Georgette Heyer's Regency World by Jennifer Kloester
Trade paperback, 416 pages
Book Source: Sourcebooks
My Rating: 90/100
Millions of readers love the outrageous lifestyle, fashions and capricious escapades of the elegant bon ton that are the hallmark of mega-bestselling author Georgette Heyer’s historical romances set in Regency England. Jennifer Kloester has created the ultimate reference guide to the world of Heyer’s dashing characters, from the entertainments they frequented, the parties and seasons they celebrated, to how they ate, drank, dressed, socialized, shopped and drove their carriages. An utterly delightful read, beautifully illustrated and compelling in its historical detail, it includes an appendix of popular slang terms, and a time line of important political events of the Regency period.
This book is exactly what the blurb above says it is. Everything you ever wanted to know about the Regency period is described in this book. What they ate, the major social players, different types of carriages, places of interest, how they dressed, everything is in this book. Each chapter covers a specific topic, and beautiful pictures or sketches accompany some of the descriptions. One of my favorite sections was the skinny on the infamous Almack's. There were 7 women or patronesses who were responsible for setting the tone and allowing admission to this prestigious club. I always wondered who these women were, and Kloester gave me the necessary information. The birth of Almack's back in 1763 and how it evolved is also described.
There was also a section on etiquette with a sample listing of some of the rules. Sheesh! I hope I never accidentally wake up in the Regency, because I can't remember names very well, let alone rules. I like to break rules anyway, so I am sure I would have been cut in society eventually.

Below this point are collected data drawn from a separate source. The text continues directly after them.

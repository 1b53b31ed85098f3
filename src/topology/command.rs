//! Replicable commands
//!
//! Commands travel through the log as `(name, payload)` where the payload
//! is the JSON form of the variant. `CommandRegistry` maps each name back to
//! its decoder, so adding a command means adding a variant, a name and a
//! registry entry.

use crate::common::raft::PeerRecord;
use crate::common::{Error, Result};
use crate::topology::state::{TopologyState, VolumeId};
use once_cell::sync::Lazy;
use serde::{Deserialize, Serialize};
use std::collections::HashMap;

pub const MAX_VOLUME_ID_COMMAND: &str = "topology:max_volume_id";
pub const JOIN_COMMAND: &str = "raft:join";
pub const LEAVE_COMMAND: &str = "raft:leave";
pub const NOP_COMMAND: &str = "raft:nop";

/// Propose a new maximum volume id
#[derive(Debug, Clone, PartialEq, Eq, Serialize, Deserialize)]
pub struct MaxVolumeIdCommand {
    pub max_volume_id: VolumeId,
}

/// Add a master to the cluster
#[derive(Debug, Clone, PartialEq, Eq, Serialize, Deserialize)]
pub struct JoinCommand {
    pub name: String,
    pub connection_string: String,
}

/// Remove a master from the cluster
#[derive(Debug, Clone, PartialEq, Eq, Serialize, Deserialize)]
pub struct LeaveCommand {
    pub name: String,
}

#[derive(Debug, Clone, PartialEq, Eq)]
pub enum Command {
    MaxVolumeId(MaxVolumeIdCommand),
    Join(JoinCommand),
    Leave(LeaveCommand),
    /// Appended by a new leader so entries from earlier terms can commit
    NoOp,
}

/// Effect of a committed command on the consensus roster
#[derive(Debug, Clone, PartialEq, Eq)]
pub enum MembershipChange {
    Add(PeerRecord),
    Remove(String),
}

impl Command {
    pub fn max_volume_id(max_volume_id: VolumeId) -> Self {
        Command::MaxVolumeId(MaxVolumeIdCommand { max_volume_id })
    }

    pub fn join(name: impl Into<String>, connection_string: impl Into<String>) -> Self {
        Command::Join(JoinCommand {
            name: name.into(),
            connection_string: connection_string.into(),
        })
    }

    pub fn leave(name: impl Into<String>) -> Self {
        Command::Leave(LeaveCommand { name: name.into() })
    }

    /// Registry name of this command
    pub fn name(&self) -> &'static str {
        match self {
            Command::MaxVolumeId(_) => MAX_VOLUME_ID_COMMAND,
            Command::Join(_) => JOIN_COMMAND,
            Command::Leave(_) => LEAVE_COMMAND,
            Command::NoOp => NOP_COMMAND,
        }
    }

    /// Serialize into `(name, payload)` for the log and the wire
    pub fn encode(&self) -> Result<(&'static str, Vec<u8>)> {
        let payload = match self {
            Command::MaxVolumeId(cmd) => serde_json::to_vec(cmd)?,
            Command::Join(cmd) => serde_json::to_vec(cmd)?,
            Command::Leave(cmd) => serde_json::to_vec(cmd)?,
            Command::NoOp => Vec::new(),
        };
        Ok((self.name(), payload))
    }

    /// Deterministic effect on the topology state machine
    pub fn apply(&self, state: TopologyState) -> TopologyState {
        match self {
            Command::MaxVolumeId(cmd) => state.up_adjust_max_volume_id(cmd.max_volume_id),
            Command::Join(_) | Command::Leave(_) | Command::NoOp => state,
        }
    }

    pub fn membership(&self) -> Option<MembershipChange> {
        match self {
            Command::Join(cmd) => Some(MembershipChange::Add(PeerRecord {
                name: cmd.name.clone(),
                connection_string: cmd.connection_string.clone(),
            })),
            Command::Leave(cmd) => Some(MembershipChange::Remove(cmd.name.clone())),
            _ => None,
        }
    }
}

type DecodeFn = fn(&[u8]) -> Result<Command>;

fn decode_max_volume_id(payload: &[u8]) -> Result<Command> {
    Ok(Command::MaxVolumeId(serde_json::from_slice(payload)?))
}

fn decode_join(payload: &[u8]) -> Result<Command> {
    Ok(Command::Join(serde_json::from_slice(payload)?))
}

fn decode_leave(payload: &[u8]) -> Result<Command> {
    Ok(Command::Leave(serde_json::from_slice(payload)?))
}

fn decode_nop(_payload: &[u8]) -> Result<Command> {
    Ok(Command::NoOp)
}

static REGISTRY: Lazy<HashMap<&'static str, DecodeFn>> = Lazy::new(|| {
    let mut registry: HashMap<&'static str, DecodeFn> = HashMap::new();
    registry.insert(MAX_VOLUME_ID_COMMAND, decode_max_volume_id);
    registry.insert(JOIN_COMMAND, decode_join);
    registry.insert(LEAVE_COMMAND, decode_leave);
    registry.insert(NOP_COMMAND, decode_nop);
    registry
});

/// Static name -> decoder mapping for every replicable command
pub struct CommandRegistry;

impl CommandRegistry {
    pub fn decode(name: &str, payload: &[u8]) -> Result<Command> {
        let decode = REGISTRY
            .get(name)
            .ok_or_else(|| Error::UnknownCommand(name.to_string()))?;
        decode(payload)
    }
}
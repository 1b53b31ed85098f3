//! In-memory master cluster for integration tests

#![allow(dead_code)]

use std::future::Future;
use std::sync::Arc;
use std::time::Duration;
use tempfile::TempDir;
use tidemaster::common::RaftOptions;
use tidemaster::coordinator::{MemoryNetwork, RaftNode, RaftRole};

pub fn fast_options() -> RaftOptions {
    RaftOptions {
        heartbeat_interval: Duration::from_millis(20),
        election_timeout: Duration::from_millis(100),
        rpc_timeout: Duration::from_millis(50),
        propose_timeout: Duration::from_secs(2),
        snapshot_threshold: 10_000,
    }
}

pub fn addr(i: usize) -> String {
    format!("m{}:9333", i)
}

/// Poll `cond` every 10ms until it holds or `limit` passes
pub async fn eventually<F>(limit: Duration, mut cond: F) -> bool
where
    F: FnMut() -> bool,
{
    let deadline = tokio::time::Instant::now() + limit;
    while tokio::time::Instant::now() < deadline {
        if cond() {
            return true;
        }
        tokio::time::sleep(Duration::from_millis(10)).await;
    }
    cond()
}

pub async fn with_deadline<T>(limit: Duration, fut: impl Future<Output = T>) -> T {
    tokio::time::timeout(limit, fut)
        .await
        .expect("deadline exceeded")
}

pub struct TestCluster {
    pub network: Arc<MemoryNetwork>,
    pub nodes: Vec<Option<Arc<RaftNode>>>,
    pub dirs: Vec<TempDir>,
    pub options: RaftOptions,
}

impl TestCluster {
    /// `n` masters that know each other; master 0 founds the cluster
    pub async fn start(n: usize) -> Self {
        Self::start_with(n, fast_options()).await
    }

    pub async fn start_with(n: usize, options: RaftOptions) -> Self {
        let mut cluster = Self {
            network: MemoryNetwork::new(),
            nodes: Vec::new(),
            dirs: (0..n).map(|_| tempfile::tempdir().unwrap()).collect(),
            options,
        };
        for i in 0..n {
            let node = cluster.open(i);
            cluster.nodes.push(Some(node));
        }
        cluster
            .node(0)
            .self_join(Duration::from_secs(5))
            .await
            .unwrap()
            .expect("fresh log");
        cluster
    }

    fn open(&self, i: usize) -> Arc<RaftNode> {
        let name = addr(i);
        let node = RaftNode::open(
            &name,
            self.dirs[i].path(),
            self.network.transport(&name),
            self.options,
        )
        .unwrap();
        self.network.install(&node);
        for peer in 0..self.dirs.len() {
            node.add_peer(&addr(peer)).unwrap();
        }
        node.start();
        node
    }

    pub fn node(&self, i: usize) -> &Arc<RaftNode> {
        self.nodes[i].as_ref().expect("node is stopped")
    }

    pub fn running(&self) -> impl Iterator<Item = &Arc<RaftNode>> {
        self.nodes.iter().flatten()
    }

    /// Index of the single running leader, if there is exactly one
    pub fn leader_index(&self) -> Option<usize> {
        let leaders: Vec<usize> = self
            .nodes
            .iter()
            .enumerate()
            .filter_map(|(i, n)| n.as_ref().filter(|n| n.role() == RaftRole::Leader).map(|_| i))
            .collect();
        match leaders.as_slice() {
            [i] => Some(*i),
            _ => None,
        }
    }

    /// Wait for a leader that every node in `among` agrees on
    pub async fn wait_for_leader_among(&self, among: &[usize], limit: Duration) -> usize {
        let mut found = None;
        let agreed = eventually(limit, || {
            let leader = among
                .iter()
                .copied()
                .find(|&i| self.node(i).role() == RaftRole::Leader);
            let Some(leader) = leader else {
                return false;
            };
            let name = self.node(leader).name().to_string();
            let all_follow = among
                .iter()
                .all(|&i| self.node(i).current_leader().as_deref() == Some(name.as_str()));
            if all_follow {
                found = Some(leader);
            }
            all_follow
        })
        .await;
        assert!(agreed, "no agreed leader among {:?}", among);
        found.expect("leader recorded")
    }

    pub async fn wait_for_leader(&self, limit: Duration) -> usize {
        let among: Vec<usize> = (0..self.nodes.len())
            .filter(|&i| self.nodes[i].is_some())
            .collect();
        self.wait_for_leader_among(&among, limit).await
    }

    /// Wait until every running node has applied `max_volume_id`
    pub async fn wait_for_topology(&self, max_volume_id: u32, limit: Duration) -> bool {
        eventually(limit, || {
            self.running()
                .all(|n| n.topology().max_volume_id == max_volume_id)
        })
        .await
    }

    pub async fn stop_node(&mut self, i: usize) {
        if let Some(node) = self.nodes[i].take() {
            node.stop().await;
            self.network.remove(node.name());
        }
    }

    pub fn restart_node(&mut self, i: usize) {
        assert!(self.nodes[i].is_none(), "node {} still running", i);
        let node = self.open(i);
        self.nodes[i] = Some(node);
    }

    pub async fn shutdown(mut self) {
        for i in 0..self.nodes.len() {
            self.stop_node(i).await;
        }
    }
}
//! Consensus metrics in Prometheus text format
//!
//! Elections, proposals, RPC failures, apply progress and commit latency.
//! Exposed by the master on `GET /metrics`.

use std::fmt::Write;
use std::sync::atomic::{AtomicU64, Ordering};
use std::time::{Duration, Instant};

/// Histogram bucket boundaries for commit latency (in milliseconds)
const LATENCY_BUCKETS: [f64; 11] = [
    1.0, 5.0, 10.0, 25.0, 50.0, 100.0, 250.0, 500.0, 1000.0, 2500.0, 5000.0,
];

/// A simple histogram implementation for latency tracking
#[derive(Debug)]
pub struct Histogram {
    buckets: Vec<AtomicU64>,
    boundaries: Vec<f64>,
    sum: AtomicU64,
    count: AtomicU64,
}

impl Histogram {
    /// Create a new histogram with default latency buckets
    pub fn new() -> Self {
        Self::with_buckets(&LATENCY_BUCKETS)
    }

    /// Create a histogram with custom bucket boundaries
    pub fn with_buckets(boundaries: &[f64]) -> Self {
        let buckets = (0..=boundaries.len()).map(|_| AtomicU64::new(0)).collect();
        Self {
            buckets,
            boundaries: boundaries.to_vec(),
            sum: AtomicU64::new(0),
            count: AtomicU64::new(0),
        }
    }

    /// Record a value in the histogram
    pub fn observe(&self, value: f64) {
        let bucket_idx = self
            .boundaries
            .iter()
            .position(|&boundary| value <= boundary)
            .unwrap_or(self.boundaries.len());

        self.buckets[bucket_idx].fetch_add(1, Ordering::Relaxed);
        // sum kept in microseconds
        self.sum
            .fetch_add((value * 1000.0) as u64, Ordering::Relaxed);
        self.count.fetch_add(1, Ordering::Relaxed);
    }

    /// Cumulative bucket counts, ending with `+Inf`
    pub fn get_buckets(&self) -> Vec<(f64, u64)> {
        let mut cumulative = 0u64;
        let mut result = Vec::with_capacity(self.boundaries.len() + 1);

        for (i, &boundary) in self.boundaries.iter().enumerate() {
            cumulative += self.buckets[i].load(Ordering::Relaxed);
            result.push((boundary, cumulative));
        }

        cumulative += self.buckets[self.boundaries.len()].load(Ordering::Relaxed);
        result.push((f64::INFINITY, cumulative));

        result
    }

    pub fn sum(&self) -> f64 {
        self.sum.load(Ordering::Relaxed) as f64 / 1000.0
    }

    pub fn count(&self) -> u64 {
        self.count.load(Ordering::Relaxed)
    }
}

impl Default for Histogram {
    fn default() -> Self {
        Self::new()
    }
}

#[derive(Debug, Default)]
pub struct Counter {
    value: AtomicU64,
}

impl Counter {
    pub fn new() -> Self {
        Self {
            value: AtomicU64::new(0),
        }
    }

    pub fn inc(&self) {
        self.value.fetch_add(1, Ordering::Relaxed);
    }

    pub fn add(&self, n: u64) {
        self.value.fetch_add(n, Ordering::Relaxed);
    }

    pub fn get(&self) -> u64 {
        self.value.load(Ordering::Relaxed)
    }
}

#[derive(Debug, Default)]
pub struct Gauge {
    value: AtomicU64,
}

impl Gauge {
    pub fn new() -> Self {
        Self {
            value: AtomicU64::new(0),
        }
    }

    pub fn set(&self, v: u64) {
        self.value.store(v, Ordering::Relaxed);
    }

    pub fn get(&self) -> u64 {
        self.value.load(Ordering::Relaxed)
    }
}

/// Process-wide consensus metrics
#[derive(Debug)]
pub struct RaftMetrics {
    pub elections_started: Counter,
    pub leader_elections_won: Counter,
    pub step_downs: Counter,
    pub proposals_total: Counter,
    pub proposals_committed: Counter,
    pub proposals_failed: Counter,
    pub rpc_failures: Counter,
    pub entries_applied: Counter,
    pub snapshots_taken: Counter,
    pub snapshots_installed: Counter,
    pub current_term: Gauge,
    pub commit_index: Gauge,
    pub commit_latency: Histogram,
    start_time: Instant,
}

impl RaftMetrics {
    pub fn new() -> Self {
        Self {
            elections_started: Counter::new(),
            leader_elections_won: Counter::new(),
            step_downs: Counter::new(),
            proposals_total: Counter::new(),
            proposals_committed: Counter::new(),
            proposals_failed: Counter::new(),
            rpc_failures: Counter::new(),
            entries_applied: Counter::new(),
            snapshots_taken: Counter::new(),
            snapshots_installed: Counter::new(),
            current_term: Gauge::new(),
            commit_index: Gauge::new(),
            commit_latency: Histogram::new(),
            start_time: Instant::now(),
        }
    }

    /// Record the outcome of one `propose` call
    pub fn record_proposal(&self, duration: Duration, committed: bool) {
        self.proposals_total.inc();
        if committed {
            self.proposals_committed.inc();
            self.commit_latency.observe(duration.as_secs_f64() * 1000.0);
        } else {
            self.proposals_failed.inc();
        }
    }

    pub fn uptime_seconds(&self) -> u64 {
        self.start_time.elapsed().as_secs()
    }

    /// Render all metrics in Prometheus text exposition format
    pub fn to_prometheus(&self) -> String {
        let mut out = String::new();

        let counters = [
            ("elections_started_total", "Elections started", &self.elections_started),
            ("leader_elections_won_total", "Elections won", &self.leader_elections_won),
            ("step_downs_total", "Leader or candidate step-downs", &self.step_downs),
            ("proposals_total", "Commands proposed", &self.proposals_total),
            ("proposals_committed_total", "Commands committed", &self.proposals_committed),
            ("proposals_failed_total", "Commands not committed", &self.proposals_failed),
            ("rpc_failures_total", "Failed peer RPCs", &self.rpc_failures),
            ("entries_applied_total", "Log entries applied", &self.entries_applied),
            ("snapshots_taken_total", "Snapshots taken", &self.snapshots_taken),
            ("snapshots_installed_total", "Snapshots installed from a leader", &self.snapshots_installed),
        ];
        for (name, help, counter) in counters {
            let _ = writeln!(out, "# HELP tidemaster_{} {}", name, help);
            let _ = writeln!(out, "# TYPE tidemaster_{} counter", name);
            let _ = writeln!(out, "tidemaster_{} {}", name, counter.get());
        }

        let gauges = [
            ("current_term", "Latest term seen", &self.current_term),
            ("commit_index", "Highest committed log index", &self.commit_index),
        ];
        for (name, help, gauge) in gauges {
            let _ = writeln!(out, "# HELP tidemaster_{} {}", name, help);
            let _ = writeln!(out, "# TYPE tidemaster_{} gauge", name);
            let _ = writeln!(out, "tidemaster_{} {}", name, gauge.get());
        }

        out.push_str("# HELP tidemaster_uptime_seconds Process uptime in seconds\n");
        out.push_str("# TYPE tidemaster_uptime_seconds gauge\n");
        let _ = writeln!(out, "tidemaster_uptime_seconds {}", self.uptime_seconds());

        out.push_str("# HELP tidemaster_commit_latency_ms Propose-to-commit latency\n");
        out.push_str("# TYPE tidemaster_commit_latency_ms histogram\n");
        for (le, count) in self.commit_latency.get_buckets() {
            if le.is_infinite() {
                let _ = writeln!(out, "tidemaster_commit_latency_ms_bucket{{le=\"+Inf\"}} {}", count);
            } else {
                let _ = writeln!(out, "tidemaster_commit_latency_ms_bucket{{le=\"{}\"}} {}", le, count);
            }
        }
        let _ = writeln!(out, "tidemaster_commit_latency_ms_sum {}", self.commit_latency.sum());
        let _ = writeln!(out, "tidemaster_commit_latency_ms_count {}", self.commit_latency.count());

        out
    }
}

impl Default for RaftMetrics {
    fn default() -> Self {
        Self::new()
    }
}

/// Global metrics instance
pub static METRICS: once_cell::sync::Lazy<RaftMetrics> =
    once_cell::sync::Lazy::new(RaftMetrics::new);

#[cfg(test)]
mod tests {
    use super::*;

    #[test]
    fn test_histogram() {
        let hist = Histogram::new();

        hist.observe(5.0);
        hist.observe(50.0);
        hist.observe(50_000.0);

        assert_eq!(hist.count(), 3);

        let buckets = hist.get_buckets();
        assert_eq!(buckets.len(), LATENCY_BUCKETS.len() + 1);
        assert_eq!(buckets.last().unwrap().1, 3);
        // 50_000 only lands in +Inf
        assert_eq!(buckets[buckets.len() - 2].1, 2);
    }

    #[test]
    fn test_counter_and_gauge() {
        let counter = Counter::new();
        counter.inc();
        counter.add(5);
        assert_eq!(counter.get(), 6);

        let gauge = Gauge::new();
        gauge.set(10);
        assert_eq!(gauge.get(), 10);
    }

    #[test]
    fn test_record_proposal() {
        let metrics = RaftMetrics::new();

        metrics.record_proposal(Duration::from_millis(20), true);
        metrics.record_proposal(Duration::from_millis(5000), false);

        assert_eq!(metrics.proposals_total.get(), 2);
        assert_eq!(metrics.proposals_committed.get(), 1);
        assert_eq!(metrics.proposals_failed.get(), 1);
        assert_eq!(metrics.commit_latency.count(), 1);

        let text = metrics.to_prometheus();
        assert!(text.contains("tidemaster_proposals_committed_total 1"));
        assert!(text.contains("tidemaster_commit_latency_ms_count 1"));
    }
}
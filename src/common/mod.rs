//! Common utilities and types shared across tidemaster

pub mod config;
pub mod error;
pub mod metrics;
pub mod raft;
pub mod utils;

pub use config::{Config, MasterConfig, RaftOptions};
pub use error::{Error, Result};
pub use metrics::METRICS;
pub use utils::{connection_string, crc32, normalize_address};
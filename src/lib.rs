//! # tidemaster
//!
//! Master election and topology replication for a volume storage cluster:
//! - Raft consensus between masters (JSON over HTTP)
//! - Framed, checksummed log with snapshots and compaction
//! - Peer-set drift detection and state reset on restart
//! - Replicated volume id allocation
//!
//! ## Architecture

#![allow(clippy::result_large_err)]
//!
//! ```text
//! ┌────────────────────────────────────────────┐
//! │               Master Cluster               │
//! │  ┌──────────┐   ┌──────────┐  ┌──────────┐ │
//! │  │ master 1 │◄─►│ master 2 │◄►│ master 3 │ │
//! │  │ (leader) │   │          │  │          │ │
//! │  └────┬─────┘   └──────────┘  └──────────┘ │
//! │       │ /cluster/{vote,append,snapshot}    │
//! └───────┼────────────────────────────────────┘
//!         ▼
//!   topology state machine (max volume id)
//! ```
//!
//! ## Usage
//!
//! ### Start three masters
//! ```bash
//! tidemaster serve --ip 10.0.0.1 --port 9333 --mdir ./m1 \
//!   --peers 10.0.0.1:9333,10.0.0.2:9333,10.0.0.3:9333
//! ```
//!
//! ### Ask a master who leads
//! ```bash
//! tidemaster status --master 10.0.0.2:9333
//! ```

pub mod common;
pub mod coordinator;
pub mod topology;

// Re-export commonly used types
pub use common::{Config, Error, Result};
pub use coordinator::{MasterServer, RaftNode};

/// Current version
pub const VERSION: &str = env!("CARGO_PKG_VERSION");

//! HTTP API for master nodes
//!
//! - `GET /cluster/status`: leader, peers and role as seen by this node
//! - `GET /cluster/health`: 200 while a leader is known, 503 otherwise
//! - `POST /vol/assign_id`: allocate a volume id (leader only)
//! - `GET /metrics`: Prometheus text
//!
//! The inter-master RPC routes are mounted by [`transport::install`].

use crate::common::Result;
use crate::coordinator::raft_node::{ClusterStatus, RaftNode};
use crate::coordinator::sequencer::VolumeIdSequencer;
use crate::coordinator::transport::{self, CLUSTER_PREFIX};
use axum::extract::State;
use axum::http::StatusCode;
use axum::response::IntoResponse;
use axum::routing::{get, post};
use axum::{Json, Router};
use serde::{Deserialize, Serialize};
use serde_json::json;
use std::sync::Arc;
use tower_http::limit::RequestBodyLimitLayer;
use tower_http::trace::TraceLayer;

/// Snapshots can be large
const MAX_BODY_BYTES: usize = 64 * 1024 * 1024;

/// Shared master state for HTTP handlers.
#[derive(Clone)]
pub struct MasterState {
    pub raft: Arc<RaftNode>,
    pub sequencer: Arc<VolumeIdSequencer>,
}

impl MasterState {
    pub fn new(raft: Arc<RaftNode>) -> Self {
        Self {
            raft,
            sequencer: Arc::new(VolumeIdSequencer::new()),
        }
    }
}

#[derive(Debug, Serialize, Deserialize)]
pub struct AssignVolumeIdResponse {
    pub volume_id: u32,
}

pub fn create_router(state: MasterState) -> Router {
    let raft = state.raft.clone();
    let public = Router::new()
        .route("/cluster/status", get(cluster_status))
        .route("/cluster/health", get(cluster_health))
        .route("/vol/assign_id", post(assign_volume_id))
        .route("/metrics", get(metrics))
        .with_state(state);

    transport::install(public, CLUSTER_PREFIX, raft)
        .layer(RequestBodyLimitLayer::new(MAX_BODY_BYTES))
        .layer(TraceLayer::new_for_http())
}

/// Current leader and membership; never requires leadership
async fn cluster_status(State(state): State<MasterState>) -> Json<ClusterStatus> {
    Json(state.raft.status())
}

async fn cluster_health(State(state): State<MasterState>) -> impl IntoResponse {
    let status = state.raft.status();
    let code = if status.leader.is_some() {
        StatusCode::OK
    } else {
        StatusCode::SERVICE_UNAVAILABLE
    };
    (
        code,
        Json(json!({
            "healthy": status.leader.is_some(),
            "leader": status.leader,
            "role": status.role,
            "version": crate::VERSION,
        })),
    )
}

async fn assign_volume_id(
    State(state): State<MasterState>,
) -> Result<Json<AssignVolumeIdResponse>> {
    let volume_id = state.sequencer.next_volume_id(&state.raft).await?;
    Ok(Json(AssignVolumeIdResponse { volume_id }))
}

pub async fn metrics(State(state): State<MasterState>) -> impl IntoResponse {
    let mut out = crate::common::METRICS.to_prometheus();
    let status = state.raft.status();
    out += "# HELP tidemaster_is_leader Whether this node leads the cluster\n";
    out += "# TYPE tidemaster_is_leader gauge\n";
    out += &format!("tidemaster_is_leader {}\n", u8::from(status.is_leader));
    out += "# HELP tidemaster_peers Known peers excluding this node\n";
    out += "# TYPE tidemaster_peers gauge\n";
    out += &format!("tidemaster_peers {}\n", status.peers.len());
    out += "# HELP tidemaster_max_volume_id Highest applied volume id\n";
    out += "# TYPE tidemaster_max_volume_id gauge\n";
    out += &format!("tidemaster_max_volume_id {}\n", state.raft.topology().max_volume_id);

    (StatusCode::OK, out)
}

The book reads very well and not like a dry, boring non-fiction book. It was easy to pick up and down and since it wasn't a "story" I never lost my place or forgot what was occurring. One thing that did annoy me after a while, was Kloester's reference to people or events in Heyer's novels when she described or explained something. I understand that this work relates back to Heyer's novels, but these were particular books I never read. It also seemed like Kloester was referring to the same five books time and time again. I didn't actually keep tally, but lets just say that Cotillion, Friday's Child, and A Civil Contract are moving up on my reading list. Fortunately, there is a handy appendix in the back listing all of Heyer's novels which I will be sure to refer to in the future.
Overall this was a great read and would make an excellent reference for anyone wishing to know more about the Regency, or who may plan on writing a Regency novel themselves. I would also recommend memorizing the etiquette list as well, you know, in case you suddenly find yourself in Regency England. One can never be sure :)
A big thanks to Danielle from Sourcebooks for my ARC.